Below are the records; copy out every line that holds the word "StatusCode".
==== INFORMATION
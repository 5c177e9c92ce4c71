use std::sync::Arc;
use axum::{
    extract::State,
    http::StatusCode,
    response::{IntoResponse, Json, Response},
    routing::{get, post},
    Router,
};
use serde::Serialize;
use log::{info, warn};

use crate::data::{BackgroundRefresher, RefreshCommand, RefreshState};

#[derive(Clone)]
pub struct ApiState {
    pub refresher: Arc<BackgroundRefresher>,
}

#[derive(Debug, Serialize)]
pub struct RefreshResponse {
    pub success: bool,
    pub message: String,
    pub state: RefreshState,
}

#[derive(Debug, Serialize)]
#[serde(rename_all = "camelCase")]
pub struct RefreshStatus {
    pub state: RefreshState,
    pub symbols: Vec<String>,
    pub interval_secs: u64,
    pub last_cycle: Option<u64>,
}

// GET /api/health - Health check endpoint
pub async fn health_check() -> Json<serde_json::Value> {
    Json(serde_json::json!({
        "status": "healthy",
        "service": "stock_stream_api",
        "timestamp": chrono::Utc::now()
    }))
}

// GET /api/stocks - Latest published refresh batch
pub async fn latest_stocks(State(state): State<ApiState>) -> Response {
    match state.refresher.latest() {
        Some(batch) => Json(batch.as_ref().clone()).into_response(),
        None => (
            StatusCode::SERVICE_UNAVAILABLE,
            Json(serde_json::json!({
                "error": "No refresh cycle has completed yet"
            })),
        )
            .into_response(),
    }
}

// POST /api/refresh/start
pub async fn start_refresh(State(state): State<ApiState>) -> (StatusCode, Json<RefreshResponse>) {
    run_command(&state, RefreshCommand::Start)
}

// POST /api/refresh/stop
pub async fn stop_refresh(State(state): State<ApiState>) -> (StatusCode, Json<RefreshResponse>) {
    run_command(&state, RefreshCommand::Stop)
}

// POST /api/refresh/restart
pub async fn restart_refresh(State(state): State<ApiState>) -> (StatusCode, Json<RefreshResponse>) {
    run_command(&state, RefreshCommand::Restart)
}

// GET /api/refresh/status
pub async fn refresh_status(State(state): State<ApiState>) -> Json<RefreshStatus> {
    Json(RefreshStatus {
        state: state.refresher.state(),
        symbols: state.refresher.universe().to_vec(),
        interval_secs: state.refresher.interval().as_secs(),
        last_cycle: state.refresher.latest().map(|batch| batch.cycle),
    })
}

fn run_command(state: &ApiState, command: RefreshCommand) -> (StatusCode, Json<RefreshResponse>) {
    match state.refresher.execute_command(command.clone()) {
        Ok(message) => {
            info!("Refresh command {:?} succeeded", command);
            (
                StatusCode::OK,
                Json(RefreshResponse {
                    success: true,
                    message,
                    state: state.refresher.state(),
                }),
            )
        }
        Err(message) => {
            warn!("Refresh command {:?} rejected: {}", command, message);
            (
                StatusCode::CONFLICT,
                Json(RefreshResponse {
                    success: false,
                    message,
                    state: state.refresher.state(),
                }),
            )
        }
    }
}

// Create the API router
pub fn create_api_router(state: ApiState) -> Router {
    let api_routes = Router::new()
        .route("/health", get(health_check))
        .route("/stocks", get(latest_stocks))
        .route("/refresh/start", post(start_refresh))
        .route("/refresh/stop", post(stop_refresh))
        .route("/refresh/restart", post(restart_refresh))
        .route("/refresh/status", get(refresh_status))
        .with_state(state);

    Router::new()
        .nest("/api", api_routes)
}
========
==== INFORMATION
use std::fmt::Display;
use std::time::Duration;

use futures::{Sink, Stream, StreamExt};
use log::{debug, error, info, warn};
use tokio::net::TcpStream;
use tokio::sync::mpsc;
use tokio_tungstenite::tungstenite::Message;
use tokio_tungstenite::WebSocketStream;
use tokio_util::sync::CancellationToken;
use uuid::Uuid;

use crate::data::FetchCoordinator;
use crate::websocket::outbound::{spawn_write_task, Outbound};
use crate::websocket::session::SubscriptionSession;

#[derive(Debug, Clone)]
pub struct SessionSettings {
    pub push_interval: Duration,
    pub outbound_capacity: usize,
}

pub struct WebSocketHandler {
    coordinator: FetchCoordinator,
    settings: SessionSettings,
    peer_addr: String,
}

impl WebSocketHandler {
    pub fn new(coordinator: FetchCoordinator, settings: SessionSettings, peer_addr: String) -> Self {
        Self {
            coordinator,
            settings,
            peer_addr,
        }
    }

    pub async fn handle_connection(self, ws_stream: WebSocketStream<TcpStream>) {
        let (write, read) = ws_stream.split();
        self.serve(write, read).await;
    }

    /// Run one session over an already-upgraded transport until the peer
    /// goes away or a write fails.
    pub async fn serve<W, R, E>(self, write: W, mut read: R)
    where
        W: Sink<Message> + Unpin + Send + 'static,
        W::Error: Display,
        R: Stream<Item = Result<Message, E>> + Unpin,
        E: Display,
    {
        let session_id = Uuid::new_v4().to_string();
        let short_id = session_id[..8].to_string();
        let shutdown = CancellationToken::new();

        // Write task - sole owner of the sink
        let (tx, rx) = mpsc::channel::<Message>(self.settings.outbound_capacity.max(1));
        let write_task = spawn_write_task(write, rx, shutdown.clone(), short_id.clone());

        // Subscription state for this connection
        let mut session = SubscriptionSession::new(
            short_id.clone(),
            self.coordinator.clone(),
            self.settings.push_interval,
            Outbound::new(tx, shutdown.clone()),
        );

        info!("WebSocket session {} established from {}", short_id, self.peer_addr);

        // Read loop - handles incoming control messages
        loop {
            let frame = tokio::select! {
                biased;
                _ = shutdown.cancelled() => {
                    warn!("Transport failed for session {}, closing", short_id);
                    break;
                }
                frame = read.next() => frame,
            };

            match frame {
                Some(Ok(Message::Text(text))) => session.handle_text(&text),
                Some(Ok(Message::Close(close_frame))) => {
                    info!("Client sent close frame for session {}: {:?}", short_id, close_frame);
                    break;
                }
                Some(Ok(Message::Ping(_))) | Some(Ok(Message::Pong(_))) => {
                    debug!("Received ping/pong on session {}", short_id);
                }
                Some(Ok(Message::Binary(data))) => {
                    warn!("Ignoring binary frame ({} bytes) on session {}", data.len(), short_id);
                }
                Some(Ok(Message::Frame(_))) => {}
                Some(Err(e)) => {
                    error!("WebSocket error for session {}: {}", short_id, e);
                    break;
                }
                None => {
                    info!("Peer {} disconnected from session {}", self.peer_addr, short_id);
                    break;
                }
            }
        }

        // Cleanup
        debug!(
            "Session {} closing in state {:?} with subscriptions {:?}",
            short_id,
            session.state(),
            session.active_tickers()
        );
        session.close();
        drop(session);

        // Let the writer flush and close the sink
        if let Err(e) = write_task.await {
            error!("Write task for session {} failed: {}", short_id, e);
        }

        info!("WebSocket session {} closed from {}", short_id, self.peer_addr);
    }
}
========
> OUTPUT:
    http::StatusCode,
            StatusCode::SERVICE_UNAVAILABLE,
pub async fn start_refresh(State(state): State<ApiState>) -> (StatusCode, Json<RefreshResponse>) {
pub async fn stop_refresh(State(state): State<ApiState>) -> (StatusCode, Json<RefreshResponse>) {
pub async fn restart_refresh(State(state): State<ApiState>) -> (StatusCode, Json<RefreshResponse>) {
fn run_command(state: &ApiState, command: RefreshCommand) -> (StatusCode, Json<RefreshResponse>) {
                StatusCode::OK,
                StatusCode::CONFLICT,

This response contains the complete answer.